By Jason Fittler

So the float was a dog. It went from $4.10 to $3.15 in 6 months.

This is a case of do not throw out the baby with the bath water. Clearly from the float the stock was over priced and investors were concerned if the company could meet the performance guidance. So far so good and now is the time to get into this stock.

Myer remains a compelling investment case on valuation grounds.

However, with the company on track to ‘comfortably’ meet prospectus profit guidance, we recognise further share price appreciation (from January lows) will likely require confidence in sustainable sales growth, which is more of a 2011 event.

We remain comfortable that sales will be achieved through leverage to the retail up-cycle, new store openings and refurbishment growth.

As a result, we retain our Buy recommendation and A$4.15 target price along with expected dividends of 6% for 2010, 6.98% 2011 and 7.56% in 2012.

Profits positively surprised consensus forecasts.
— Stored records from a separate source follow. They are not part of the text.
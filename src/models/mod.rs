//! Domain models shared across the entire Coinfolio system.

pub mod alert;
pub mod ledger;
pub mod price;

pub use alert::{Alert, AlertDirection};
pub use ledger::{
    BuyReceipt, Holding, HoldingValuation, PortfolioValuation, SellReceipt, Transaction, TxKind,
};
pub use price::PriceObservation;
//! Values stored in a compute graph
//!
//! Operators receive their arguments as positional [`ValueRef`]s; the graph resolves each
//! reference to one of the variants below.

use crate::tensor::VTensor;
#[cfg(feature = "serialize")]
use serde::{Deserialize, Serialize};

/// Index of a value inside its graph
pub type ValueRef = usize;

/// A single graph value
#[derive(Debug, Clone, PartialEq)]
#[cfg_attr(feature = "serialize", derive(Serialize, Deserialize))]
pub enum Value {
    None,
    Int(i64),
    Double(f64),
    Bool(bool),
    String(String),
    IntList(Vec<i64>),
    ValueList(Vec<ValueRef>),
    Tensor(VTensor),
}

impl Value {
    /// Short type name used in error messages
    pub fn type_name(&self) -> &'static str {
        match self {
            Value::None => "none",
            Value::Int(_) => "int",
            Value::Double(_) => "double",
            Value::Bool(_) => "bool",
            Value::String(_) => "string",
            Value::IntList(_) => "int_list",
            Value::ValueList(_) => "value_list",
            Value::Tensor(_) => "tensor",
        }
    }
}

impl From<i64> for Value {
    fn from(v: i64) -> Self {
        Value::Int(v)
    }
}

impl From<f64> for Value {
    fn from(v: f64) -> Self {
        Value::Double(v)
    }
}

impl From<bool> for Value {
    fn from(v: bool) -> Self {
        Value::Bool(v)
    }
}

/// Scalars that can be extracted from a graph value
pub trait ScalarValue: Sized + Copy {
    const TYPE_NAME: &'static str;

    fn from_value(value: &Value) -> Option<Self>;
}

impl ScalarValue for i64 {
    const TYPE_NAME: &'static str = "int";

    fn from_value(value: &Value) -> Option<Self> {
        match value {
            Value::Int(v) => Some(*v),
            Value::Bool(v) => Some(*v as i64),
            _ => None,
        }
    }
}

impl ScalarValue for f64 {
    const TYPE_NAME: &'static str = "double";

    fn from_value(value: &Value) -> Option<Self> {
        match value {
            Value::Double(v) => Some(*v),
            Value::Int(v) => Some(*v as f64),
            _ => None,
        }
    }
}

impl ScalarValue for bool {
    const TYPE_NAME: &'static str = "bool";

    fn from_value(value: &Value) -> Option<Self> {
        match value {
            Value::Bool(v) => Some(*v),
            _ => None,
        }
    }
}
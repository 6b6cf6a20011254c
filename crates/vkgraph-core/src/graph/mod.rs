//! Compute Graph Module
//!
//! ## Module Organization
//!
//! - **core**: the [`ComputeGraph`] builder (value table, node list, argument lookups)
//! - **value**: graph values and scalar extraction
//! - **node**: execute nodes, memory access declarations and shader parameter blocks

mod core;
mod node;
mod value;

pub use self::core::*;
pub use node::{
    ArgGroup, CopyChannelOffsetParams, CopyOffsetParams, ExecuteNode, MemoryAccess, NodeOp,
};
pub use value::{ScalarValue, Value, ValueRef};
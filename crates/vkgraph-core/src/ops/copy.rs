//! Region copy operators
//!
//! `copy_offset` moves a texel-aligned 3-D box between two textures. `copy_channel_offset`
//! moves a window of channels between two channels-packed tensors; it exists because a
//! channel window generally starts and ends inside a texel.
//!
//! Each operator comes as a `prepare_*` function that validates its arguments and builds the
//! node without touching the graph, and an `add_*` function that also appends it.

use crate::error::{GraphError, Result};
use crate::graph::{
    ArgGroup, ComputeGraph, CopyChannelOffsetParams, CopyOffsetParams, ExecuteNode, NodeOp,
    ValueRef,
};
use crate::layout::{GpuMemoryLayout, IVec3};
use crate::ops::utils::dim::{dim_at, NchwDim};
use crate::tensor::{check_memory_layout_is, VTensor};

const COPY_OFFSET: &str = "copy_offset";
const COPY_CHANNEL_OFFSET: &str = "copy_channel_offset";

fn check_same_dtype(operation: &str, t_in: &VTensor, t_out: &VTensor) -> Result<()> {
    if t_in.dtype() != t_out.dtype() {
        return Err(GraphError::dtype_mismatch(
            operation,
            t_in.dtype().name(),
            t_out.dtype().name(),
        ));
    }
    Ok(())
}

fn check_region(operation: &str, which: &str, offset: IVec3, range: IVec3, limits: IVec3) -> Result<()> {
    for axis in 0..3 {
        let start = i64::from(offset.data[axis]);
        let extent = i64::from(range.data[axis]);
        if start < 0 || extent < 0 || start + extent > i64::from(limits.data[axis]) {
            return Err(GraphError::out_of_bounds(
                operation,
                format!("{which} region at {offset} with range {range} exceeds texture limits {limits}"),
            ));
        }
    }
    Ok(())
}

/// Validate and build a `copy_offset` node copying `range` texels from `src_offset` in `input`
/// to `dst_offset` in `out`.
pub fn prepare_copy_offset_node(
    graph: &ComputeGraph,
    input: ValueRef,
    range: IVec3,
    src_offset: IVec3,
    dst_offset: IVec3,
    out: ValueRef,
) -> Result<ExecuteNode> {
    let t_in = graph.get_tensor(input)?;
    let t_out = graph.get_tensor(out)?;

    check_same_dtype(COPY_OFFSET, t_in, t_out)?;
    check_region(COPY_OFFSET, "source", src_offset, range, t_in.texture_limits())?;
    check_region(COPY_OFFSET, "destination", dst_offset, range, t_out.texture_limits())?;

    let kernel_name = format!("{}_{}", COPY_OFFSET, t_out.dtype().shader_suffix());
    Ok(ExecuteNode {
        label: String::new(),
        kernel_name,
        global_workgroup_size: range,
        args: vec![ArgGroup::write(vec![out]), ArgGroup::read(vec![input])],
        op: NodeOp::CopyOffset(CopyOffsetParams::new(range, src_offset, dst_offset)),
    })
}

pub fn add_copy_offset_node(
    graph: &mut ComputeGraph,
    input: ValueRef,
    range: IVec3,
    src_offset: IVec3,
    dst_offset: IVec3,
    out: ValueRef,
) -> Result<()> {
    let node = prepare_copy_offset_node(graph, input, range, src_offset, dst_offset, out)?;
    graph.append_node(node);
    Ok(())
}

fn whcn_sizes(tensor: &VTensor) -> Result<[i32; 4]> {
    let [w, h, c, n] = tensor.sizes().whcn();
    let to_i32 = |size: usize| {
        i32::try_from(size).map_err(|_| {
            GraphError::out_of_bounds(
                COPY_CHANNEL_OFFSET,
                format!("size {size} of {} does not fit a shader parameter", tensor.sizes()),
            )
        })
    };
    Ok([to_i32(w)?, to_i32(h)?, to_i32(c)?, to_i32(n)?])
}

/// Validate and build a `copy_channel_offset` node copying `channel_range` channels starting
/// at `src_channel_offset` in `input` to `dst_channel_offset` in `out`.
///
/// Both tensors must be channels-packed and agree on batch, height and width.
pub fn prepare_copy_channel_offset_node(
    graph: &ComputeGraph,
    input: ValueRef,
    channel_range: i32,
    src_channel_offset: i32,
    dst_channel_offset: i32,
    out: ValueRef,
) -> Result<ExecuteNode> {
    let t_in = graph.get_tensor(input)?;
    let t_out = graph.get_tensor(out)?;

    for t in [t_in, t_out] {
        if !check_memory_layout_is(t, GpuMemoryLayout::ChannelsPacked) {
            return Err(GraphError::layout_mismatch(
                COPY_CHANNEL_OFFSET,
                GpuMemoryLayout::ChannelsPacked.name(),
                t.memory_layout().name(),
            ));
        }
    }
    check_same_dtype(COPY_CHANNEL_OFFSET, t_in, t_out)?;

    for nchw_dim in [NchwDim::Batch, NchwDim::Height, NchwDim::Width] {
        let in_size = dim_at(t_in, nchw_dim);
        let out_size = dim_at(t_out, nchw_dim);
        if in_size != out_size {
            return Err(GraphError::out_of_bounds(
                COPY_CHANNEL_OFFSET,
                format!("{nchw_dim} differs between source ({in_size}) and destination ({out_size})"),
            ));
        }
    }

    let in_channels = dim_at(t_in, NchwDim::Channel) as u64;
    let out_channels = dim_at(t_out, NchwDim::Channel) as u64;
    let window_fits = |offset: i32, channels: u64| {
        u64::try_from(i64::from(offset) + i64::from(channel_range))
            .map(|end| end <= channels)
            .unwrap_or(false)
    };
    if channel_range < 0
        || src_channel_offset < 0
        || dst_channel_offset < 0
        || !window_fits(src_channel_offset, in_channels)
        || !window_fits(dst_channel_offset, out_channels)
    {
        return Err(GraphError::out_of_bounds(
            COPY_CHANNEL_OFFSET,
            format!(
                "channel window of {channel_range} from {src_channel_offset} (source has {in_channels}) \
                 to {dst_channel_offset} (destination has {out_channels})"
            ),
        ));
    }

    let kernel_name = format!("{}_{}", COPY_CHANNEL_OFFSET, t_out.dtype().shader_suffix());
    let params = CopyChannelOffsetParams {
        out_sizes: whcn_sizes(t_out)?,
        in_sizes: whcn_sizes(t_in)?,
        channel_range,
        src_channel_offset,
        dst_channel_offset,
        _padding: 0,
    };
    Ok(ExecuteNode {
        label: String::new(),
        kernel_name,
        global_workgroup_size: t_out.texture_limits(),
        args: vec![ArgGroup::write(vec![out]), ArgGroup::read(vec![input])],
        op: NodeOp::CopyChannelOffset(params),
    })
}

pub fn add_copy_channel_offset_node(
    graph: &mut ComputeGraph,
    input: ValueRef,
    channel_range: i32,
    src_channel_offset: i32,
    dst_channel_offset: i32,
    out: ValueRef,
) -> Result<()> {
    let node = prepare_copy_channel_offset_node(
        graph,
        input,
        channel_range,
        src_channel_offset,
        dst_channel_offset,
        out,
    )?;
    graph.append_node(node);
    Ok(())
}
The key difference was the 159bp reduction in cash as a result of better-than-expected renegotiated terms on cleaning, transport and media distribution contracts, among others. Underlying gross margin improved (34bps) from strong Exclusive Brands sales growth (+20% pcp), partially offset by heavy discounting, the impact of which we estimate at c72bp of gross margin.
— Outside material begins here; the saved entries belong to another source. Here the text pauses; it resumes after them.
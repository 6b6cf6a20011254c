pub mod copy;
pub mod registry;
pub mod split;
pub mod utils;

pub use copy::*;
pub use registry::{OpFunction, OperatorDescriptor, OperatorRegistry, OPERATOR_REGISTRY};
pub use split::*;
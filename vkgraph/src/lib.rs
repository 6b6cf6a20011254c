//! # vkgraph - Compute Graph Construction for GPU Tensor Programs
//!
//! vkgraph builds the node list a GPU backend executes for a framework graph. Tensors live
//! in 3-D textures with four elements packed per texel; operators lower into copy and compute
//! nodes over those textures.
//!
//! ## Quick Start
//!
//! ### Splitting a tensor
//!
//! ```rust
//! use vkgraph::prelude::*;
//!
//! # fn main() -> Result<()> {
//! let mut graph = ComputeGraph::new(GraphConfig::default());
//! let input = graph.add_tensor(&[1, 4, 2, 6], DType::Float32);
//! let left = graph.add_tensor(&[1, 4, 2, 2], DType::Float32);
//! let right = graph.add_tensor(&[1, 4, 2, 4], DType::Float32);
//! let outputs = graph.add_value_list(vec![left, right]);
//!
//! add_split_with_sizes_default_node(&mut graph, input, &[2, 4], -1, outputs)?;
//! assert_eq!(graph.node_count(), 2);
//! # Ok(())
//! # }
//! ```
//!
//! ### Dispatching by operator name
//!
//! ```rust
//! use vkgraph::prelude::*;
//!
//! # fn main() -> Result<()> {
//! let mut graph = ComputeGraph::default();
//! let input = graph.add_tensor(&[8, 3, 3], DType::Float16);
//! let outs: Vec<ValueRef> = (0..4)
//!     .map(|_| graph.add_tensor(&[2, 3, 3], DType::Float16))
//!     .collect();
//! let split_size = graph.add_scalar(2i64);
//! let dim = graph.add_scalar(0i64);
//! let outputs = graph.add_value_list(outs);
//!
//! operator_registry().invoke("aten.split.Tensor", &mut graph, &[input, split_size, dim, outputs])?;
//! assert_eq!(graph.node_count(), 4);
//! # Ok(())
//! # }
//! ```

pub use vkgraph_core as core;

pub use vkgraph_core::*;

/// Prelude module for convenient imports
pub mod prelude {
    // Graph building
    pub use crate::core::{ComputeGraph, GraphConfig, Value, ValueRef};

    // Tensors and layouts
    pub use crate::core::{DType, GpuMemoryLayout, IVec3, Shape, VTensor};

    // Operators
    pub use crate::core::ops::split::{
        add_split_tensor_node, add_split_with_sizes_default_node,
    };
    pub use crate::core::{operator_registry, OperatorRegistry};

    // Errors
    pub use crate::core::{GraphError, Result};
}

// Version information
/// The version of vkgraph
pub const VERSION: &str = env!("CARGO_PKG_VERSION");

/// Returns the version string of vkgraph
pub fn version() -> &'static str {
    VERSION
}

#[cfg(test)]
mod tests {
    use super::*;

    #[test]
    fn test_version() {
        assert!(!version().is_empty());
        assert_eq!(version(), VERSION);
    }

    #[test]
    fn test_prelude_split() {
        use crate::prelude::*;

        let mut graph = ComputeGraph::default();
        let input = graph.add_tensor(&[4, 2], DType::Float32);
        let top = graph.add_tensor(&[1, 2], DType::Float32);
        let bottom = graph.add_tensor(&[3, 2], DType::Float32);
        let outputs = graph.add_value_list(vec![top, bottom]);

        add_split_with_sizes_default_node(&mut graph, input, &[1, 3], 0, outputs).unwrap();
        let second = graph.execute_nodes()[1].as_copy_offset().unwrap();
        assert_eq!(second.src_offset(), IVec3::new(0, 1, 0));
        assert_eq!(second.range(), IVec3::new(2, 3, 1));
    }
}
Strong operating cash flow benefited from the MyMerch IT system.

Sales expectations for 2010 were downgraded to +1-2% pcp (previously +3.0%), reflecting, in our view, a positive decision to bank margin gains rather than reinvest to drive sales, which we recognise is in part also an acknowledgement of a tougher sales environment.

There is no doubt that this is a long term story, but all the good stocks are nowadays.

I would look to buy Myer for the dividend and expect to see the price move in 2011 as the sale continues to match expectations.